Study Objective: The primary objective of this systematic review is to systematically review and synthesize existing findings regarding Patient Safety Culture (PSC) in the Saudi Arabian healthcare context, specifically looking at how PSC influences Nursing Practice.
Methodology: A systematic search information in PubMed, Scopus, CINAHL, and the Saudi Digital Library was performed on peer-reviewed articles published in the past 5 years (between 2000 and 2025). The Joanna Briggs Institute (JBI) and AXIS critical appraisal tools had been used to evaluate methodological quality.
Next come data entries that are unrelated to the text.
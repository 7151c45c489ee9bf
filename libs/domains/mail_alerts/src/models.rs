//! Data models for the mail alerts domain.

use chrono::{DateTime, Utc};
use sea_orm::{DeriveActiveEnum, EnumIter, sea_query::StringLen};
use serde::{Deserialize, Serialize};
use strum::{Display, EnumString};
use thiserror::Error;
use uuid::Uuid;

/// Placeholder stored when the host gives no recipient or subject data.
pub const UNKNOWN: &str = "unknown";

// ============================================================================
// Log Records
// ============================================================================

/// Terminal outcome of a send attempt.
#[derive(
    Debug,
    Clone,
    Copy,
    PartialEq,
    Eq,
    Hash,
    Serialize,
    Deserialize,
    Display,
    EnumString,
    DeriveActiveEnum,
    EnumIter,
)]
#[sea_orm(rs_type = "String", db_type = "String(StringLen::N(20))")]
#[serde(rename_all = "lowercase")]
#[strum(serialize_all = "lowercase")]
pub enum MailOutcome {
    /// The host reported the mail as sent.
    #[sea_orm(string_value = "success")]
    Success,
    /// The host reported the mail as failed.
    #[sea_orm(string_value = "failed")]
    #[serde(rename = "failed")]
    #[strum(to_string = "failed")]
    Failure,
}

/// A persisted send attempt.
///
/// Records are immutable: the store only appends and truncates.
#[derive(Debug, Clone, PartialEq, Eq, Serialize, Deserialize)]
pub struct MailAttempt {
    /// Identifier assigned by the store.
    pub id: i64,
    /// Recipients joined with `", "`.
    pub recipients: String,
    pub subject: String,
    pub outcome: MailOutcome,
    /// Present only for [`MailOutcome::Failure`].
    pub error_detail: Option<String>,
    /// Assigned by the store at insert time.
    pub recorded_at: DateTime<Utc>,
}

/// A send attempt ready to be appended to the log store.
#[derive(Debug, Clone, PartialEq, Eq, Serialize, Deserialize)]
pub struct NewMailAttempt {
    pub recipients: String,
    pub subject: String,
    pub outcome: MailOutcome,
    pub error_detail: Option<String>,
}

impl NewMailAttempt {
    /// Build a successful attempt. Successful attempts never carry error detail.
    pub fn succeeded(recipients: impl Into<String>, subject: impl Into<String>) -> Self {
        Self {
            recipients: recipients.into(),
            subject: subject.into(),
            outcome: MailOutcome::Success,
            error_detail: None,
        }
    }

    /// Build a failed attempt with the host's error message.
    pub fn failed(
        recipients: impl Into<String>,
        subject: impl Into<String>,
        error_detail: impl Into<String>,
    ) -> Self {
        Self {
            recipients: recipients.into(),
            subject: subject.into(),
            outcome: MailOutcome::Failure,
            error_detail: Some(error_detail.into()),
        }
    }

    pub fn is_failure(&self) -> bool {
        self.outcome == MailOutcome::Failure
    }
}

// ============================================================================
// Host Mail Lifecycle
// ============================================================================

/// Correlation ticket handed to the host when a send is initiated.
#[derive(Debug, Clone, Copy, PartialEq, Eq, Hash, Serialize, Deserialize)]
#[serde(transparent)]
pub struct SendId(Uuid);

impl SendId {
    pub fn new() -> Self {
        Self(Uuid::now_v7())
    }

    pub fn as_uuid(&self) -> Uuid {
        self.0
    }
}

impl Default for SendId {
    fn default() -> Self {
        Self::new()
    }
}

impl From<Uuid> for SendId {
    fn from(id: Uuid) -> Self {
        Self(id)
    }
}

impl std::fmt::Display for SendId {
    fn fmt(&self, f: &mut std::fmt::Formatter<'_>) -> std::fmt::Result {
        self.0.fmt(f)
    }
}

/// The request payload the host exposes before transmitting a mail.
#[derive(Debug, Clone, Default, PartialEq, Eq, Serialize, Deserialize)]
pub struct OutgoingMail {
    pub recipients: Vec<String>,
    pub subject: Option<String>,
    #[serde(default)]
    pub body: String,
}

impl OutgoingMail {
    pub fn new(recipients: Vec<String>, subject: impl Into<String>, body: impl Into<String>) -> Self {
        Self {
            recipients,
            subject: Some(subject.into()),
            body: body.into(),
        }
    }

    /// Single-recipient shorthand.
    pub fn to(address: impl Into<String>, subject: impl Into<String>, body: impl Into<String>) -> Self {
        Self::new(vec![address.into()], subject, body)
    }
}

/// Raw data the host echoes back on success.
///
/// Hosts typically only return transport-level identifiers here, which is why the
/// correlator keeps the original [`OutgoingMail`] around.
#[derive(Debug, Clone, Default, PartialEq, Eq, Serialize, Deserialize)]
pub struct SendReceipt {
    pub message_id: Option<String>,
    pub raw: Option<String>,
}

/// Recipient and subject data a host may attach to a failure.
#[derive(Debug, Clone, Default, PartialEq, Eq, Serialize, Deserialize)]
pub struct FailureMetadata {
    #[serde(default)]
    pub recipients: Vec<String>,
    pub subject: Option<String>,
}

/// The opaque error object a host reports when a send fails.
#[derive(Debug, Clone, PartialEq, Eq, Error, Serialize, Deserialize)]
#[error("{message}")]
pub struct SendFailure {
    pub message: String,
    pub metadata: Option<FailureMetadata>,
}

impl SendFailure {
    pub fn new(message: impl Into<String>) -> Self {
        Self {
            message: message.into(),
            metadata: None,
        }
    }

    pub fn with_metadata(mut self, metadata: FailureMetadata) -> Self {
        self.metadata = Some(metadata);
        self
    }

    /// Attach the outgoing mail's recipients and subject unless metadata is already present.
    pub fn or_metadata_from(mut self, mail: &OutgoingMail) -> Self {
        if self.metadata.is_none() {
            self.metadata = Some(FailureMetadata {
                recipients: mail.recipients.clone(),
                subject: mail.subject.clone(),
            });
        }
        self
    }
}

// ============================================================================
// Alerting
// ============================================================================

/// Identity of the site that produced an alert, rendered as `name (url)`.
#[derive(Debug, Clone, PartialEq, Eq, Serialize, Deserialize)]
pub struct SiteIdentity {
    pub name: String,
    pub url: String,
}

impl SiteIdentity {
    pub fn new(name: impl Into<String>, url: impl Into<String>) -> Self {
        Self {
            name: name.into(),
            url: url.into(),
        }
    }
}

impl std::fmt::Display for SiteIdentity {
    fn fmt(&self, f: &mut std::fmt::Formatter<'_>) -> std::fmt::Result {
        write!(f, "{} ({})", self.name, self.url)
    }
}

/// Join recipients for storage, falling back to [`UNKNOWN`] when nothing usable is left.
pub fn join_recipients(recipients: &[String]) -> String {
    let joined = recipients
        .iter()
        .map(|r| r.trim())
        .filter(|r| !r.is_empty())
        .collect::<Vec<_>>()
        .join(", ");

    if joined.is_empty() {
        UNKNOWN.to_string()
    } else {
        joined
    }
}

#[cfg(test)]
mod tests {
    use super::*;
    use std::str::FromStr;

    #[test]
    fn test_outcome_string_forms() {
        assert_eq!(MailOutcome::Success.to_string(), "success");
        assert_eq!(MailOutcome::Failure.to_string(), "failed");
        assert_eq!(MailOutcome::from_str("failed").unwrap(), MailOutcome::Failure);
        assert_eq!(
            serde_json::to_value(MailOutcome::Failure).unwrap(),
            serde_json::json!("failed")
        );
    }

    #[test]
    fn test_join_recipients() {
        let recipients = vec!["a@x.com".to_string(), "b@x.com".to_string()];
        assert_eq!(join_recipients(&recipients), "a@x.com, b@x.com");
        assert_eq!(join_recipients(&[]), UNKNOWN);
        assert_eq!(join_recipients(&["  ".to_string()]), UNKNOWN);
    }

    #[test]
    fn test_success_has_no_error_detail() {
        let attempt = NewMailAttempt::succeeded("a@x.com", "Hello");
        assert_eq!(attempt.outcome, MailOutcome::Success);
        assert!(attempt.error_detail.is_none());
        assert!(!attempt.is_failure());
    }

    #[test]
    fn test_or_metadata_from_keeps_existing_metadata() {
        let mail = OutgoingMail::to("a@x.com", "Hello", "body");
        let failure = SendFailure::new("boom").with_metadata(FailureMetadata {
            recipients: vec!["b@x.com".to_string()],
            subject: None,
        });

        let failure = failure.or_metadata_from(&mail);
        let metadata = failure.metadata.unwrap();
        assert_eq!(metadata.recipients, vec!["b@x.com".to_string()]);
        assert!(metadata.subject.is_none());
    }

    #[test]
    fn test_site_identity_display() {
        let site = SiteIdentity::new("My Blog", "https://blog.example.com");
        assert_eq!(site.to_string(), "My Blog (https://blog.example.com)");
    }
}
Thematically based narrative synthesis was used to analyze data of 17-21 eligible studies including the latest national HSPSC cycles.
Conclusion: The results show that the Saudi hospitals have a moderate degree of patient safety culture. In Teamwork in Units (82.95%-88%), and Organizational Learning (81.88%-89%) one always finds national strengths, good communication climate scores are the main predictor of patient satisfaction. On the contrary, there are still critical systemic weaknesses with Non-punitive Response to Error (12%-43.89%) and Staffing (20.9%-40.1%). The quantitative evidence shows that teamwork and communication can explain 48 percent of the variation in the incident reporting rates, and high perceptions of PSC are correlated with a more significant decrease in the rate of pressure ulcer incidence (OR 0.86) and adverse drug events (OR 0.83).